• _Goal of the exercise_:
Which lines below contain "HashMap"? Pull them out.

━━ Dataset entries

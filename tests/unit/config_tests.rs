// Configuration module unit tests

use std::io::Write;

use tempfile::NamedTempFile;
use utsushi::config::*;
use utsushi::error::ConfigError;

fn write_config(yaml: &str) -> NamedTempFile {
    let mut file = NamedTempFile::new().expect("Failed to create temp config");
    file.write_all(yaml.as_bytes())
        .expect("Failed to write temp config");
    file
}

#[test]
fn test_can_deserialize_empty_yaml_config() {
    let config: Config = serde_yaml::from_str("{}").expect("Failed to deserialize YAML");
    assert_eq!(config.server.address, "0.0.0.0");
    assert_eq!(config.server.port, 8080);
    assert_eq!(config.server.threads, 4);
    assert_eq!(config.server.max_concurrent_requests, 1000);
    assert_eq!(config.server.issue_path, "/issue");
    assert_eq!(config.media.cdn_host, "res.cloudinary.com");
    assert_eq!(config.media.resource_type, "image");
    assert_eq!(config.media.delivery_type, "authenticated");
    assert_eq!(config.media.default_transformation, "f_auto,q_auto,dpr_auto");
    assert_eq!(config.logging.format, LogFormat::Json);
}

#[test]
fn test_can_deserialize_full_yaml_config() {
    let yaml = r#"
server:
  address: "127.0.0.1"
  port: 9000
  threads: 2
  max_concurrent_requests: 50
  issue_path: "/sign"
  security_limits:
    max_header_size: 1024
    max_uri_length: 512
media:
  cloud_name: "demo"
  api_key: "123456"
  api_secret: "shh"
  cdn_host: "media.example.com"
  delivery_type: "private"
  default_transformation: "q_auto"
logging:
  level: "debug"
  format: "text"
"#;
    let config: Config = serde_yaml::from_str(yaml).expect("Failed to deserialize YAML");

    assert_eq!(config.server.listen_addr(), "127.0.0.1:9000");
    assert_eq!(config.server.security_limits.max_uri_length, 512);
    assert_eq!(config.media.delivery_type, "private");
    assert_eq!(config.logging.format, LogFormat::Text);
    assert!(config.media.credentials().is_some());
    assert!(config.validate().is_ok());
    assert_eq!(
        config.issue_paths(),
        vec!["/sign".to_string(), "/api/cloudinary-url".to_string()]
    );
}

#[test]
fn test_env_substitution_in_yaml() {
    std::env::set_var("UTSUSHI_TEST_SUBST_SECRET", "from-env-secret");
    let yaml = r#"
media:
  cloud_name: "demo"
  api_key: "123456"
  api_secret: "${UTSUSHI_TEST_SUBST_SECRET}"
"#;
    let config = Config::from_yaml_with_env(yaml).unwrap();
    assert_eq!(config.media.api_secret.as_deref(), Some("from-env-secret"));
}

#[test]
fn test_env_substitution_missing_variable_is_error() {
    let yaml = r#"
media:
  api_secret: "${UTSUSHI_TEST_DEFINITELY_UNSET_VAR}"
"#;
    let result = Config::from_yaml_with_env(yaml);
    match result {
        Err(ConfigError::MissingEnvVar(name)) => {
            assert_eq!(name, "UTSUSHI_TEST_DEFINITELY_UNSET_VAR")
        }
        other => panic!("Expected MissingEnvVar, got {:?}", other),
    }
}

#[test]
fn test_from_file_reads_yaml() {
    let file = write_config(
        r#"
server:
  port: 8181
media:
  cloud_name: "demo"
  api_key: "123456"
  api_secret: "shh"
"#,
    );

    let config = Config::from_file(file.path()).unwrap();
    assert_eq!(config.server.port, 8181);
    assert!(config.media.credentials().is_some());
}

#[test]
fn test_load_with_path_uses_file() {
    let file = write_config("server:\n  port: 8282\n");
    let config = Config::load(Some(file.path())).unwrap();
    assert_eq!(config.server.port, 8282);
}

#[test]
fn test_from_file_missing_file_is_read_error() {
    let result = Config::from_file("/nonexistent/utsushi/config.yaml");
    assert!(matches!(result, Err(ConfigError::Read(_))));
}

#[test]
fn test_from_file_invalid_yaml_is_parse_error() {
    let file = write_config("server: [not, a, map\n");
    let result = Config::from_file(file.path());
    assert!(matches!(result, Err(ConfigError::Parse(_))));
}

#[test]
fn test_validate_rejects_zero_port() {
    let mut config = Config::default();
    config.server.port = 0;
    assert!(config.validate().is_err());
}

#[test]
fn test_validate_rejects_zero_concurrency() {
    let mut config = Config::default();
    config.server.max_concurrent_requests = 0;
    assert!(config.validate().is_err());
}

#[test]
fn test_validate_accepts_missing_credentials() {
    let config = Config::default();
    assert!(config.validate().is_ok());
    assert_eq!(
        config.media.missing_credentials(),
        vec![
            "CLOUDINARY_CLOUD_NAME",
            "CLOUDINARY_API_KEY",
            "CLOUDINARY_API_SECRET"
        ]
    );
}
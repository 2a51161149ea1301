// Logging tests
//
// The global subscriber can only be installed once per process, so these
// tests check that repeated and mixed initialization never fails.

use utsushi::config::{LogFormat, LoggingConfig};
use utsushi::logging::{init_subscriber, init_with_config};

#[test]
fn test_can_initialize_subscriber_repeatedly() {
    assert!(init_subscriber().is_ok());
    assert!(init_subscriber().is_ok());

    tracing::info!(request_id = "test", "logging initialized");
}

#[test]
fn test_init_with_text_config_after_default() {
    let config = LoggingConfig {
        level: "debug".to_string(),
        format: LogFormat::Text,
    };
    assert!(init_subscriber().is_ok());
    assert!(init_with_config(&config).is_ok());
}
//! Signed URL generation
//!
//! The signature is computed as:
//! ```text
//! signature = hex(SHA-256(segment + "/" + path + timestamp + secret))
//! ```
//! where `segment` is the comma-joined transformation directives, `path` the
//! normalized asset path and `timestamp` the Unix time in seconds. The
//! concatenation order is the wire contract with the verifying CDN origin and
//! is not configurable.

use std::fmt;
use std::time::{SystemTime, UNIX_EPOCH};

use sha2::{Digest, Sha256};

use super::path::AssetPath;
use super::transform::TransformSpec;
use crate::config::MediaConfig;
use crate::error::{ConfigError, IssueError};

/// Message returned when any credential component is missing
pub const CREDENTIALS_NOT_CONFIGURED: &str = "Media signing credentials not configured";

/// Message returned for unexpected signing failures
pub const SIGNING_FAILED: &str = "Failed to generate signed URL";

/// The shared signing secret
///
/// Never printed: `Debug` and `Display` are redacted.
#[derive(Clone, PartialEq, Eq)]
pub struct SigningSecret(String);

impl SigningSecret {
    pub fn new(secret: impl Into<String>) -> Self {
        Self(secret.into())
    }

    fn expose(&self) -> &str {
        &self.0
    }
}

impl fmt::Debug for SigningSecret {
    fn fmt(&self, f: &mut fmt::Formatter<'_>) -> fmt::Result {
        f.write_str("SigningSecret(****)")
    }
}

impl fmt::Display for SigningSecret {
    fn fmt(&self, f: &mut fmt::Formatter<'_>) -> fmt::Result {
        f.write_str("****")
    }
}

/// The three credential components, all present and non-empty
#[derive(Debug, Clone)]
pub struct Credentials {
    cloud_name: String,
    api_key: String,
    api_secret: SigningSecret,
}

impl Credentials {
    /// Build credentials, treating blank values as missing
    pub fn resolve(
        cloud_name: Option<&str>,
        api_key: Option<&str>,
        api_secret: Option<&str>,
    ) -> Option<Self> {
        let present = |v: Option<&str>| v.map(str::trim).filter(|s| !s.is_empty()).map(String::from);
        // The secret enters the payload byte for byte, so only the blank check trims it.
        let secret = api_secret.filter(|s| !s.trim().is_empty())?;

        Some(Self {
            cloud_name: present(cloud_name)?,
            api_key: present(api_key)?,
            api_secret: SigningSecret::new(secret),
        })
    }

    pub fn cloud_name(&self) -> &str {
        &self.cloud_name
    }

    pub fn api_key(&self) -> &str {
        &self.api_key
    }
}

/// A signed delivery URL
#[derive(Debug, Clone, PartialEq, Eq)]
pub struct SignedUrl {
    url: String,
    timestamp: u64,
    signature: String,
}

impl SignedUrl {
    pub fn as_str(&self) -> &str {
        &self.url
    }

    pub fn timestamp(&self) -> u64 {
        self.timestamp
    }

    pub fn signature(&self) -> &str {
        &self.signature
    }

    pub fn into_string(self) -> String {
        self.url
    }
}

impl fmt::Display for SignedUrl {
    fn fmt(&self, f: &mut fmt::Formatter<'_>) -> fmt::Result {
        f.write_str(&self.url)
    }
}

/// Issues signed URLs for private media assets
///
/// Built once at startup and shared read-only across requests.
#[derive(Debug, Clone)]
pub struct UrlSigner {
    credentials: Option<Credentials>,
    cdn_host: String,
    resource_type: String,
    delivery_type: String,
    default_transform: TransformSpec,
}

impl UrlSigner {
    pub fn new(credentials: Option<Credentials>) -> Self {
        let media = MediaConfig::default();
        Self {
            credentials,
            cdn_host: media.cdn_host,
            resource_type: media.resource_type,
            delivery_type: media.delivery_type,
            default_transform: TransformSpec::default(),
        }
    }

    /// Build a signer from the media section of the configuration
    pub fn from_config(media: &MediaConfig) -> Result<Self, ConfigError> {
        let default_transform = TransformSpec::parse(&media.default_transformation)
            .map_err(|e| ConfigError::Invalid(format!("media.default_transformation: {}", e)))?;

        Ok(Self {
            credentials: media.credentials(),
            cdn_host: media.cdn_host.clone(),
            resource_type: media.resource_type.clone(),
            delivery_type: media.delivery_type.clone(),
            default_transform,
        })
    }

    /// Whether all credential components are present
    pub fn is_configured(&self) -> bool {
        self.credentials.is_some()
    }

    pub fn default_transform(&self) -> &TransformSpec {
        &self.default_transform
    }

    /// Issue a signed URL stamped with the current time
    pub fn issue_signed_url(
        &self,
        asset_path: Option<&str>,
        transform_options: Option<&str>,
    ) -> Result<SignedUrl, IssueError> {
        // Credentials are checked before any input is looked at.
        self.credentials()?;
        let timestamp = current_timestamp()?;
        self.issue_signed_url_at(asset_path, transform_options, timestamp)
    }

    /// Issue a signed URL for an explicit timestamp
    pub fn issue_signed_url_at(
        &self,
        asset_path: Option<&str>,
        transform_options: Option<&str>,
        timestamp: u64,
    ) -> Result<SignedUrl, IssueError> {
        let credentials = self.credentials()?;

        let raw_path = asset_path.ok_or_else(|| IssueError::input(super::path::PATH_REQUIRED))?;
        let path = AssetPath::parse(raw_path)?;
        let transform = TransformSpec::from_options(transform_options, &self.default_transform)?;

        Ok(self.sign(credentials, &transform, &path, timestamp))
    }

    /// Check a signature previously produced by this signer
    ///
    /// When `max_age_secs` is set, timestamps further than that from `now`
    /// (in either direction) are rejected even if the signature matches.
    pub fn verify(
        &self,
        transform: &TransformSpec,
        path: &AssetPath,
        timestamp: u64,
        signature: &str,
        now: u64,
        max_age_secs: Option<u64>,
    ) -> bool {
        let Some(credentials) = self.credentials.as_ref() else {
            return false;
        };

        if let Some(max_age) = max_age_secs {
            if now.abs_diff(timestamp) > max_age {
                return false;
            }
        }

        let payload = signing_payload(
            &transform.segment(),
            path.as_str(),
            timestamp,
            &credentials.api_secret,
        );
        constant_time_compare(signature, &compute_signature(payload.as_bytes()))
    }

    /// Fail with the configuration error when credentials are missing
    pub fn ensure_configured(&self) -> Result<(), IssueError> {
        self.credentials().map(|_| ())
    }

    fn credentials(&self) -> Result<&Credentials, IssueError> {
        self.credentials
            .as_ref()
            .ok_or_else(|| IssueError::configuration(CREDENTIALS_NOT_CONFIGURED))
    }

    fn sign(
        &self,
        credentials: &Credentials,
        transform: &TransformSpec,
        path: &AssetPath,
        timestamp: u64,
    ) -> SignedUrl {
        let segment = transform.segment();
        let payload = signing_payload(&segment, path.as_str(), timestamp, &credentials.api_secret);
        let signature = compute_signature(payload.as_bytes());

        let url = format!(
            "https://{}/{}/{}/{}/{}/{}?timestamp={}&signature={}",
            self.cdn_host,
            credentials.cloud_name,
            self.resource_type,
            self.delivery_type,
            segment,
            path,
            timestamp,
            signature
        );

        SignedUrl {
            url,
            timestamp,
            signature,
        }
    }
}

/// Build the exact byte string that is hashed
pub fn signing_payload(segment: &str, path: &str, timestamp: u64, secret: &SigningSecret) -> String {
    format!("{}/{}{}{}", segment, path, timestamp, secret.expose())
}

/// SHA-256 digest of the payload, lowercase hex
pub fn compute_signature(payload: &[u8]) -> String {
    hex::encode(Sha256::digest(payload))
}

/// Current Unix time in seconds
pub fn current_timestamp() -> Result<u64, IssueError> {
    SystemTime::now()
        .duration_since(UNIX_EPOCH)
        .map(|d| d.as_secs())
        .map_err(|e| IssueError::internal(SIGNING_FAILED, format!("system clock error: {}", e)))
}

/// Constant-time string comparison to prevent timing attacks
fn constant_time_compare(a: &str, b: &str) -> bool {
    if a.len() != b.len() {
        return false;
    }

    let mut result = 0u8;
    for (x, y) in a.bytes().zip(b.bytes()) {
        result |= x ^ y;
    }
    result == 0
}
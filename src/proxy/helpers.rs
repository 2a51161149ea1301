//! Request utility functions.
//!
//! This module contains helper functions for request processing:
//! - Query parameter parsing
//! - Header size accounting
//! - Client IP detection (X-Forwarded-For aware)

use std::collections::HashMap;

use pingora_http::RequestHeader;
use pingora_proxy::Session;

use crate::error::IssueError;

/// Extract query parameters from URI.
///
/// Parses the query string from the request URI and returns key-value pairs.
/// See [`parse_query`] for the decoding rules.
pub fn extract_query_params(req: &RequestHeader) -> Result<HashMap<String, String>, IssueError> {
    parse_query(req.uri.query().unwrap_or_default())
}

/// Parse a raw query string (without the leading `?`).
///
/// Values are form-decoded: `+` becomes a space, then percent escapes are
/// resolved. Pairs without `=` are ignored and the last value of a repeated
/// key wins. A value that does not decode to UTF-8 is an input error naming
/// the key.
pub fn parse_query(query: &str) -> Result<HashMap<String, String>, IssueError> {
    let mut params = HashMap::new();
    for pair in query.split('&') {
        if let Some((key, value)) = pair.split_once('=') {
            let value = value.replace('+', " ");
            let decoded = urlencoding::decode(&value).map_err(|_| {
                IssueError::input(format!("Malformed query parameter '{}'", key))
            })?;
            params.insert(key.to_string(), decoded.into_owned());
        }
    }
    Ok(params)
}

/// Total size of header names and values in bytes.
pub fn total_header_size(req: &RequestHeader) -> usize {
    req.headers
        .iter()
        .map(|(name, value)| name.as_str().len() + value.len())
        .sum()
}

/// Extract client IP address from session (X-Forwarded-For aware).
///
/// The header can contain multiple IPs: `"client, proxy1, proxy2"`.
/// The first IP is the original client, which is what we return.
pub fn get_client_ip(session: &Session) -> String {
    if let Some(forwarded_for) = session
        .req_header()
        .headers
        .get("x-forwarded-for")
        .and_then(|v| v.to_str().ok())
    {
        if let Some(client_ip) = forwarded_for.split(',').next() {
            return client_ip.trim().to_string();
        }
    }

    // Fall back to direct connection IP
    session
        .client_addr()
        .map(|addr| addr.to_string())
        .unwrap_or_else(|| "unknown".to_string())
}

━━━━

• _Output below_:
use std::collections::HashMap;
pub fn extract_query_params(req: &RequestHeader) -> Result<HashMap<String, String>, IssueError> {
pub fn parse_query(query: &str) -> Result<HashMap<String, String>, IssueError> {
    let mut params = HashMap::new();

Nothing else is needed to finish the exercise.